There is also a new requirement that is easily ignored by everyone: all emergency response records, including WeChat communication records, call recordings, drug testing reports, and even on-site surveillance videos, must be bound and archived with the subject data in the EDC (electronic data collection system), and cannot be stored separately in the institution's local computer. In the past, a sponsor was given a yellow card during on-site inspection because the emergency response recordings were not synchronized to the EDC. Many institutions have not corrected this, so we must be reminded.
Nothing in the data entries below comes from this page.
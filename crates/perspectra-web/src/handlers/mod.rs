//! HTTP handlers for all API routes.

pub mod auth;
pub mod graph;
pub mod insights;
pub mod problems;
pub mod profile;
pub mod review;
pub mod system;
pub mod tutor;

use uuid::Uuid;

use perspectra_common::{ApiError, Problem, Profile};

use crate::state::AppState;

pub(crate) async fn load_profile(state: &AppState, user_id: Uuid) -> Result<Profile, ApiError> {
    state
        .store
        .profiles
        .get(user_id)
        .await?
        .ok_or_else(|| ApiError::NotFound("Profile not found".to_string()))
}

pub(crate) async fn load_problem(state: &AppState, problem_id: &str) -> Result<Problem, ApiError> {
    state
        .store
        .problems
        .get(problem_id)
        .await?
        .ok_or_else(|| ApiError::NotFound("Problem not found".to_string()))
}
//! Learning profile and onboarding.

use std::collections::BTreeMap;

use axum::{extract::State, Json};
use serde::{Deserialize, Serialize};

use perspectra_agents::ONBOARDING_QUESTIONS;
use perspectra_common::{ApiError, ExperienceLevel, LearningStyle, Profile, ProfileUpdate};

use crate::auth::AuthUser;
use crate::extract::ApiJson;
use crate::handlers::load_profile;
use crate::state::SharedState;

/// Fields a user may edit directly.
#[derive(Debug, Default, Deserialize)]
pub struct ProfileEdit {
    pub experience_level: Option<ExperienceLevel>,
    pub preferred_style: Option<LearningStyle>,
    pub goal: Option<String>,
    pub background: Option<String>,
    pub known_concepts: Option<Vec<String>>,
}

impl From<ProfileEdit> for ProfileUpdate {
    fn from(edit: ProfileEdit) -> Self {
        ProfileUpdate {
            experience_level: edit.experience_level,
            preferred_style: edit.preferred_style,
            goal: edit.goal.map(|g| g.trim().to_string()),
            background: edit.background.map(|b| b.trim().to_string()),
            known_concepts: edit.known_concepts,
            ..Default::default()
        }
    }
}

#[derive(Debug, Deserialize)]
pub struct OnboardingRequest {
    pub answers: BTreeMap<String, String>,
}

#[derive(Debug, Serialize)]
pub struct OnboardingResponse {
    pub message: String,
    pub profile: Profile,
}

#[derive(Debug, Serialize)]
pub struct QuestionsResponse {
    pub questions: Vec<&'static str>,
}

/// GET /profile/me
pub async fn get_profile(
    State(state): State<SharedState>,
    auth: AuthUser,
) -> Result<Json<Profile>, ApiError> {
    Ok(Json(load_profile(&state, auth.user_id).await?))
}

/// PATCH /profile/me
pub async fn patch_profile(
    State(state): State<SharedState>,
    auth: AuthUser,
    ApiJson(edit): ApiJson<ProfileEdit>,
) -> Result<Json<Profile>, ApiError> {
    load_profile(&state, auth.user_id).await?;
    let profile = state.store.profiles.update(auth.user_id, edit.into()).await?;
    tracing::debug!(user_id = %auth.user_id, "profile edited");
    Ok(Json(profile))
}

/// GET /profile/onboarding/questions
pub async fn onboarding_questions() -> Json<QuestionsResponse> {
    Json(QuestionsResponse { questions: ONBOARDING_QUESTIONS.to_vec() })
}

/// POST /profile/onboarding
pub async fn submit_onboarding(
    State(state): State<SharedState>,
    auth: AuthUser,
    ApiJson(req): ApiJson<OnboardingRequest>,
) -> Result<Json<OnboardingResponse>, ApiError> {
    if req.answers.values().all(|a| a.trim().is_empty()) {
        return Err(ApiError::Validation("At least one answer is required".to_string()));
    }
    load_profile(&state, auth.user_id).await?;

    let inference = state.agents.infer_onboarding(&req.answers).await?;
    let profile = state
        .store
        .profiles
        .update(auth.user_id, inference.into_update(req.answers))
        .await?;

    tracing::info!(
        user_id = %auth.user_id,
        level = %profile.experience_level,
        style = %profile.preferred_style,
        "onboarding complete"
    );
    Ok(Json(OnboardingResponse { message: "Onboarding complete".to_string(), profile }))
}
I have been in this business for almost 7 years, and my deepest feeling is that the emergency guide is never used to deceive people, but is used to give everyone the bottom line. I encountered a project before, where the CRC accidentally distributed the experimental drug to the subjects in the placebo group. According to the old guidelines, it would definitely be considered a serious protocol violation, and it would have to be reported to NMPA, and the entire trial might be suspended. ； But according to the latest guidelines, as long as you have made a contingency plan for drug dispensing errors, conducted a full set of examinations on the subjects as soon as possible, and did not experience any adverse reactions, and proactively informed the subjects and the ethics committee, you only need to submit a rectification report in the end. It will not affect the progress of the trial at all, but is much more humane than the previous rigid requirements.

Oh, by the way, many colleagues have recently been discussing whether to include the subject’s emergency contact information as a routine verification item. After all, many subjects may conceal their basic medical history when enrolling. Contacting family members can save a lot of trouble when an accident occurs. However, there is no clear written regulation yet. Everyone can flexibly adjust according to their own project conditions.